Parasomnias and Related Risk Factors


Scope of the Meeting


Parasomnias are physical events or experiences that interfere with sleep. They are characterized by abnormal behavioral or physiological events that can occur at sleep onset, during different sleep stages, or during arousals from sleep.

These disorders have seldom been investigated in the adult general population although they are estimated to be relatively common phenomena. Little is known about their prevalence and associated risk factors in the general population. Our knowledge about prevalence and incidence of parasomnias is limited compared to dyssomnias. Most of the available data are based on the main symptoms of parasomnias not the diagnoses. Furthermore, not all behaviors that occur during sleep can be classified as a parasomnia event. Additional understanding is needed to help define how best to assess these events, their severity, and potential for impact on patient safety.

Information about associated factors and triggers of a parasomnia episode is also limited as are the data related to the prevalence and relative frequency of events that are benign in nature versus those that could be considered more serious (e.g., sleep driving or sleep walking with a fall risk). Consequences on daytime functioning and emotional distress experienced following a parasomnia episode are undocumented at the epidemiological level.
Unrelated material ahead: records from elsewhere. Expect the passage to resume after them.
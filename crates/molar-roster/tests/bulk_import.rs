use molar_roster::{RejectReason, RosterDefaults, parse};
use pretty_assertions::assert_eq;

const SPREADSHEET_PASTE: &str = "\
Email\tStudent Name\tBatch
priya@dental.edu\tPriya Menon\tBDS 2026
\t\t
ARJUN@Dental.edu\tArjun K
meera@dental.edu
priya@dental.edu\tPriya Again\tBDS 2027
Guest Lecturer\tBDS 2026
";

#[test]
fn spreadsheet_paste_imports_valid_rows_and_reports_the_rest() {
    let import = parse(SPREADSHEET_PASTE, &RosterDefaults::default()).unwrap();

    assert!(import.header_skipped);
    let summary: Vec<_> = import
        .rows
        .iter()
        .map(|row| (row.email.as_str(), row.name.as_str(), row.batch.as_str()))
        .collect();
    assert_eq!(
        summary,
        vec![
            ("priya@dental.edu", "Priya Menon", "BDS 2026"),
            ("arjun@dental.edu", "Arjun K", "Batch A"),
            ("meera@dental.edu", "Student", "Batch A"),
        ]
    );

    let rejected: Vec<_> = import.rejected.iter().map(|r| (r.line, r.reason)).collect();
    assert_eq!(
        rejected,
        vec![
            (6, RejectReason::DuplicateEmail),
            (7, RejectReason::MissingEmail),
        ]
    );
}

#[test]
fn import_report_serializes_for_the_admin_view() {
    let import = parse("x@y.z,,\nnope", &RosterDefaults::default()).unwrap();
    let json = serde_json::to_value(&import).unwrap();
    assert_eq!(
        json,
        serde_json::json!({
            "rows": [{ "email": "x@y.z", "name": "Student", "batch": "Batch A" }],
            "rejected": [{ "line": 2, "content": "nope", "reason": "missing_email" }],
            "header_skipped": false,
        })
    );
}
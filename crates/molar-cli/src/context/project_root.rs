use std::path::{Path, PathBuf};

use molar_config::PROJECT_DIR;

/// Walk upwards from `start` until a `.molar` directory is found.
#[must_use]
pub fn find_project_root(start: &Path) -> Option<PathBuf> {
    start
        .ancestors()
        .find(|dir| dir.join(PROJECT_DIR).is_dir())
        .map(Path::to_path_buf)
}
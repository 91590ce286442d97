//! In-place patching of cached lists from realtime change notifications.
//!
//! The backend pushes row-level change events per subscription. Each event is
//! applied to the local list by primary key; conflicting writes on the same key
//! resolve as last write wins.

use serde::{Deserialize, Serialize};

use crate::entities::{Batch, Department, Procedure, QuotaTask};

/// A row type addressable by primary key.
pub trait Keyed {
    fn key(&self) -> &str;
}

impl Keyed for Procedure {
    fn key(&self) -> &str {
        &self.id
    }
}

impl Keyed for Department {
    fn key(&self) -> &str {
        &self.id
    }
}

impl Keyed for QuotaTask {
    fn key(&self) -> &str {
        &self.id
    }
}

impl Keyed for Batch {
    fn key(&self) -> &str {
        &self.id
    }
}

/// A single realtime change notification.
#[derive(Debug, Clone, PartialEq, Eq, Serialize, Deserialize)]
#[serde(tag = "type", rename_all = "UPPERCASE")]
pub enum ChangeEvent<T> {
    Insert { record: T },
    Update { record: T },
    Delete { id: String },
}

/// What applying an event did to the list.
#[derive(Debug, Clone, Copy, PartialEq, Eq, Serialize)]
#[serde(rename_all = "snake_case")]
pub enum Patch {
    Inserted,
    Replaced,
    Removed,
    Ignored,
}

impl Patch {
    /// A background refetch follows every change that touched the list.
    #[must_use]
    pub const fn needs_refetch(self) -> bool {
        !matches!(self, Self::Ignored)
    }
}

/// A locally cached list kept in sync with change events.
#[derive(Debug, Clone, PartialEq, Eq, Serialize)]
#[serde(transparent)]
pub struct LiveList<T> {
    items: Vec<T>,
}

impl<T> Default for LiveList<T> {
    fn default() -> Self {
        Self { items: Vec::new() }
    }
}

impl<T: Keyed> LiveList<T> {
    #[must_use]
    pub const fn new(items: Vec<T>) -> Self {
        Self { items }
    }

    #[must_use]
    pub fn items(&self) -> &[T] {
        &self.items
    }

    #[must_use]
    pub fn into_items(self) -> Vec<T> {
        self.items
    }

    #[must_use]
    pub fn len(&self) -> usize {
        self.items.len()
    }

    #[must_use]
    pub fn is_empty(&self) -> bool {
        self.items.is_empty()
    }

    /// Apply one event. Inserts and updates both upsert; new rows are
    /// prepended so the newest sits first, as the dashboard lists them.
    pub fn apply(&mut self, event: ChangeEvent<T>) -> Patch {
        match event {
            ChangeEvent::Insert { record } | ChangeEvent::Update { record } => {
                self.upsert(record)
            }
            ChangeEvent::Delete { id } => {
                let before = self.items.len();
                self.items.retain(|item| item.key() != id);
                if self.items.len() == before {
                    tracing::debug!(%id, "delete for unknown key ignored");
                    Patch::Ignored
                } else {
                    Patch::Removed
                }
            }
        }
    }

    fn upsert(&mut self, record: T) -> Patch {
        if let Some(slot) = self.items.iter_mut().find(|item| item.key() == record.key()) {
            *slot = record;
            Patch::Replaced
        } else {
            self.items.insert(0, record);
            Patch::Inserted
        }
    }
}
Therefore, it is difficult to ascertain what proportion of these individuals are truly in need of treatment. At the genetic level, there is some evidence that parasomnias may have a genetic component. Therefore, epidemiological genetic links need to be studied. Ethnicity also could play a role in some parasomnias. However, with the exception of sleep paralysis, the role of race has not been investigated. At the pharmacological level, there is some suggestion that psychotropic medications and certain premorbid behaviors related to medication use may have a role in the occurrence of some parasomnia episodes. The importance of this association remains undocumented at the epidemiological level and is in need of further study.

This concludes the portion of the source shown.